Feeling running high, the presbytery wisely desisted from taking further action in the case, and it would have been well if Mr. M'Gill had been allowed to spend the remainder of his days in the doing of the work he loved so well, and which was so warmly appreciated by his parishioners. This, however, he was not allowed to do, or rather, could not do after a manner consistent with his own honour. The party opposed to the continuance of his ministry, smarting under the pain of their defeat, so utterly lost command of themselves as to offer him personal violence. Not being cast in the heroic mould, he demitted his charge, February, 1691, three years after the rabbling. At this crisis two hundred curates were expelled, but it is matter of regret that so faithful a pastor as Walter M'Gill should have been one of them. He retired to Edinburgh, but did not long survive the trying ordeal through which he had passed. He died on the 20th June, 1694, aged 57. He was thrice married* First, to Janet Keir, daughter of Captain W. Keir, on the 1st April, 1664. Secondly, to Janet Bell, January, 1691. And, thirdly, in the August of that same year to Janet Chein, who survived him and subsequently married the minister of Tranent.

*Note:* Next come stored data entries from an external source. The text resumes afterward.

// Integrity Verify API Module
//
// The verification orchestrator. For each configured contract it fetches the
// deployed code, runs the bytecode, ABI and state checks, applies the status
// escalation rules and folds everything into a batch summary.

mod config;
mod escalation;
mod report;
mod state;
mod types;

pub use config::*;
pub use escalation::*;
pub use report::*;
pub use state::*;
pub use types::*;

use std::sync::Arc;

use anyhow::{Context, Result};
use ethers::types::Address;
use log::{debug, error, info, warn};

use crate::artifact::{ArtifactSource, NormalizedArtifact};
use crate::bytecode::{
    compare_bytecode, compare_selectors, definitive_compare_bytecode, detect_unlinked_libraries,
    group_immutable_differences, link_libraries, unconfigured_libraries, validate_immutables_against_args,
    verify_immutable_values, verify_linked_libraries,
};
use crate::error::VerifyError;
use crate::ethereum::{resolve_implementation, ChainAdapter, ChainConfig, EthersAdapter};
use crate::storage::StorageSchema;

type Connector = Box<dyn Fn(&ChainConfig) -> Result<Arc<dyn ChainAdapter>> + Send + Sync>;

/// Main API for Integrity Verify
///
/// Verifies deployed contracts against their compiled artifacts. Artifacts and
/// schemas come from an [`ArtifactSource`] (in-memory content or a loader);
/// chain access goes through a [`ChainAdapter`] obtained per chain.
///
/// # Examples
///
/// ```no_run
/// use integrity_verify::api::{ConfigManager, Verifier, VerifyOptions};
/// use integrity_verify::artifact::LoaderSource;
///
/// # async fn run() -> anyhow::Result<()> {
/// let config = ConfigManager::load_from_file("verify.json")?;
/// let verifier = Verifier::new(LoaderSource::filesystem("."));
///
/// let summary = verifier.verify_all(&config, &VerifyOptions::default()).await;
/// println!("{} of {} contracts failed", summary.failed, summary.total);
/// # Ok(())
/// # }
/// ```
pub struct Verifier<S: ArtifactSource> {
    source: S,
    connector: Connector,
}

impl<S: ArtifactSource> Verifier<S> {
    /// Verifier that connects to each chain's RPC URL with ethers
    pub fn new(source: S) -> Self {
        Self::with_connector(source, |chain| {
            let adapter = EthersAdapter::for_chain(chain)?;
            Ok(Arc::new(adapter) as Arc<dyn ChainAdapter>)
        })
    }

    /// Verifier that uses `adapter` for every chain
    pub fn with_adapter(source: S, adapter: Arc<dyn ChainAdapter>) -> Self {
        Self::with_connector(source, move |_| Ok(adapter.clone()))
    }

    /// Verifier that obtains adapters from `connector`
    pub fn with_connector<F>(source: S, connector: F) -> Self
    where
        F: Fn(&ChainConfig) -> Result<Arc<dyn ChainAdapter>> + Send + Sync + 'static,
    {
        Self {
            source,
            connector: Box::new(connector),
        }
    }

    pub fn source(&self) -> &S {
        &self.source
    }

    /// Verify every contract selected by `options`, one after another
    pub async fn verify_all(&self, config: &VerifierConfig, options: &VerifyOptions) -> VerificationSummary {
        let selected: Vec<&ContractConfig> = config
            .contracts
            .iter()
            .filter(|contract| options.selects(contract))
            .collect();

        let mut summary = VerificationSummary::new(selected.len());
        if selected.is_empty() {
            warn!("No contracts match the given filters");
            return summary;
        }

        for contract in selected {
            let Some(chain) = config.chain(&contract.chain) else {
                warn!("Unknown chain '{}' for {}, skipping", contract.chain, contract.name);
                summary.skipped += 1;
                continue;
            };

            info!("Verifying {} on {} ({:?})", contract.name, contract.chain, contract.address);
            let result = self.verify_contract(contract, chain, options).await;
            info!("  => {:?}", result.outcome());
            summary.record(result);
        }

        info!(
            "Verified {} contract(s): {} passed, {} failed, {} with warnings, {} skipped",
            summary.total, summary.passed, summary.failed, summary.warnings, summary.skipped
        );
        summary
    }

    /// Verify a single contract.
    ///
    /// Never fails: a fatal problem (missing artifact, unreachable chain, no
    /// code at the address) is recorded in `error` next to whatever checks
    /// completed before it.
    pub async fn verify_contract(
        &self,
        contract: &ContractConfig,
        chain: &ChainConfig,
        options: &VerifyOptions,
    ) -> ContractVerificationResult {
        let mut result = ContractVerificationResult::new(contract.clone(), chain.clone());
        if let Err(e) = self.run_checks(&mut result, options).await {
            error!("  ✗ {}: {:#}", contract.name, e);
            result.error = Some(format!("{:#}", e));
        }
        result
    }

    async fn run_checks(&self, result: &mut ContractVerificationResult, options: &VerifyOptions) -> Result<()> {
        let contract = result.contract.clone();

        let artifact = self.source.artifact(&contract.artifact_file)?;
        debug!(
            "Loaded {:?} artifact {} with {} immutable reference(s)",
            artifact.format,
            contract.artifact_file,
            artifact.references().len()
        );

        let adapter = (self.connector)(&result.chain)
            .with_context(|| format!("Failed to connect to chain {}", contract.chain))?;

        let mut remote_bytecode = fetch_bytecode(&*adapter, contract.address).await?;
        if contract.is_proxy {
            match resolve_implementation(&*adapter, contract.address).await {
                Ok(Some(implementation)) => {
                    info!("  Proxy implementation: {:?}", implementation);
                    remote_bytecode = fetch_bytecode(&*adapter, implementation).await?;
                    result.implementation_address = Some(implementation);
                }
                Ok(None) => warn!(
                    "{} is marked as proxy but no EIP-1967 implementation was found",
                    contract.name
                ),
                Err(e) => warn!("Could not read EIP-1967 slot of {}: {:#}", contract.name, e),
            }
        }

        if !options.skip_bytecode {
            check_bytecode(result, &artifact, &remote_bytecode, options);
        }

        if !options.skip_abi {
            let abi_result = compare_selectors(&artifact.selectors(), &remote_bytecode);
            info!("  {} ABI: {}", abi_result.status.icon(), abi_result.message);
            result.abi_result = Some(abi_result);
        }

        if !options.skip_state {
            if let Some(state) = &contract.state_verification {
                let context = StateContext {
                    adapter: adapter.clone(),
                    address: contract.address,
                    abi: Arc::new(artifact.abi.clone()),
                    schema: self.load_schema(state),
                };
                let state_result = verify_state(context, state).await;
                info!("  {} State: {}", state_result.status.icon(), state_result.message);
                result.state_result = Some(state_result);
            }
        }

        Ok(())
    }

    /// Schema for the storage-path checks, or the reason there is none
    fn load_schema(&self, state: &StateVerificationConfig) -> Result<Arc<StorageSchema>, String> {
        if state.storage_paths.is_empty() {
            return Err("no storage paths configured".to_string());
        }
        match &state.schema_file {
            Some(id) => self
                .source
                .schema(id)
                .map(Arc::new)
                .map_err(|e| format!("{:#}", e)),
            None => Err("storage paths require a schemaFile".to_string()),
        }
    }
}

/// Deployed code at `address` as 0x-prefixed hex
async fn fetch_bytecode(adapter: &dyn ChainAdapter, address: Address) -> Result<String> {
    let code = adapter
        .get_code(address)
        .await
        .with_context(|| format!("Failed to fetch bytecode at {:?}", address))?;

    if code.iter().all(|byte| *byte == 0) {
        return Err(VerifyError::NoBytecodeAtAddress(address).into());
    }
    Ok(format!("0x{}", hex::encode(&code)))
}

/// Local runtime bytecode with configured library addresses written in.
///
/// Records one result per linked library: each configured address is checked
/// against the remote bytecode, and unresolved placeholders without any
/// configured address fail every library.
fn link_local_bytecode(
    result: &mut ContractVerificationResult,
    artifact: &NormalizedArtifact,
    remote_bytecode: &str,
) -> String {
    let Some(link_references) = artifact.link_references() else {
        return artifact.deployed_bytecode.clone();
    };

    match result.contract.linked_libraries.as_ref().filter(|libraries| !libraries.is_empty()) {
        Some(addresses) => {
            let linked = link_libraries(&artifact.deployed_bytecode, link_references, addresses);
            let checks = verify_linked_libraries(remote_bytecode, link_references, addresses);
            for check in &checks {
                info!("  {} Library: {}", check.status.icon(), check.message);
            }
            result.linked_libraries_result = Some(checks);
            linked
        }
        None => {
            let unlinked = detect_unlinked_libraries(&artifact.deployed_bytecode);
            if !unlinked.is_empty() {
                warn!(
                    "  {} unlinked library placeholder(s) detected - provide linkedLibraries in config",
                    unlinked.len()
                );
                result.linked_libraries_result = Some(unconfigured_libraries(link_references));
            }
            artifact.deployed_bytecode.clone()
        }
    }
}

/// Runs the bytecode comparison and the escalation rules that follow it
fn check_bytecode(
    result: &mut ContractVerificationResult,
    artifact: &NormalizedArtifact,
    remote_bytecode: &str,
    options: &VerifyOptions,
) {
    let local_bytecode = link_local_bytecode(result, artifact, remote_bytecode);
    let references = artifact.references();
    let known = (!references.is_empty()).then_some(references);
    let comparison = compare_bytecode(&local_bytecode, remote_bytecode, known);
    let immutables = comparison.immutables().to_vec();
    let mut rules = Vec::new();

    if comparison.only_immutables_differ == Some(true) && !immutables.is_empty() {
        if let Some(args) = result.contract.constructor_args.as_ref().filter(|args| !args.is_empty()) {
            let validation = validate_immutables_against_args(&immutables, args, options.verbose);
            if options.verbose || !validation.valid {
                for line in validation.details.iter().flatten() {
                    info!("    {}", line);
                }
            }
            rules.push(if validation.valid {
                Escalation::ConstructorArgsValidated
            } else {
                Escalation::ConstructorArgsMismatch {
                    message: validation.message.clone(),
                }
            });
            result.args_validation = Some(validation);
        }
    }

    let mut named_values_failed = false;
    if let Some(values) = result.contract.immutable_values.as_ref().filter(|values| !values.is_empty()) {
        if immutables.is_empty() {
            debug!("No immutable differences to match declared immutable values against");
        } else {
            let named = verify_immutable_values(values, &immutables);
            named_values_failed = !named.status.is_pass();
            rules.push(if named_values_failed {
                Escalation::NamedImmutablesFailed {
                    message: named.message.clone(),
                }
            } else {
                Escalation::NamedImmutablesVerified {
                    verified: named.results.len(),
                    threshold: options.pass_threshold,
                }
            });
            info!("  {} Immutable values: {}", named.status.icon(), named.message);
            result.immutable_values_result = Some(named);
        }
    }

    if !references.is_empty() && !immutables.is_empty() {
        let definitive = definitive_compare_bytecode(&local_bytecode, remote_bytecode, references);
        rules.push(if definitive.exact_match {
            Escalation::DefinitiveMatch {
                message: definitive.message.clone(),
                named_values_failed,
            }
        } else {
            Escalation::DefinitiveMismatch {
                message: definitive.message.clone(),
            }
        });
        result.definitive_result = Some(definitive);
        result.grouped_immutables = Some(group_immutable_differences(&immutables, references, remote_bytecode));
    }

    let failed_libraries: Vec<String> = result
        .linked_libraries_result
        .iter()
        .flatten()
        .filter(|library| library.status.is_fail())
        .map(|library| library.short_name().to_string())
        .collect();
    if !failed_libraries.is_empty() {
        rules.push(Escalation::LinkedLibraryMismatch {
            libraries: failed_libraries,
        });
    }

    let bytecode_result = escalate(comparison, &rules);
    info!("  {} Bytecode: {}", bytecode_result.status.icon(), bytecode_result.message);
    result.bytecode_result = Some(bytecode_result);
}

With the resignation of Walter M'Gill, Episcopacy came to an end in Monyabroch. It not only ceased to be represented by a public minister, it became extinct altogether, and from that time until the time of the present incumbent, no Episcopal clergyman has conducted the public worship of the parish. It may not be wholly correct to describe the Rev. Michael Robe, M.A., as the successor of Walter M'Gill. He was sprung from a Cumbernauld family who held those estates now in the possession of Messrs. Brown and Duncan. He studied at the University of Edinburgh, and was a young man of good parts and ripe scholarship. He became a tutor in the family of the distinguished James Wodrow, afterwards Professor of Divinity in the University of Glasgow. Robe was appointed to a meeting-house in the Newtown of Monyabroch, and received ordination 7th December, 1687. He ministered to the parishioners who rejected Episcopacy. His stay was short. After three years he was appointed minister of the parish of Easter Lenzie (Kirkintilloch) and Cumbernauld in 1690. Seeing he was the father of the renowned James Robe, one of the foremost ministers of his time, it is interesting to note in this connection that he attacked with great vigour those who fostered schismatical divisions in the Church, and frequently proclaimed against the stage as a spring of vice and leading to error and profanity. Whilst in Monyabroch he married Isabella Dundas, the 6th February, 1688, and besides James had another son Thomas. He died 1718, in his 74th year.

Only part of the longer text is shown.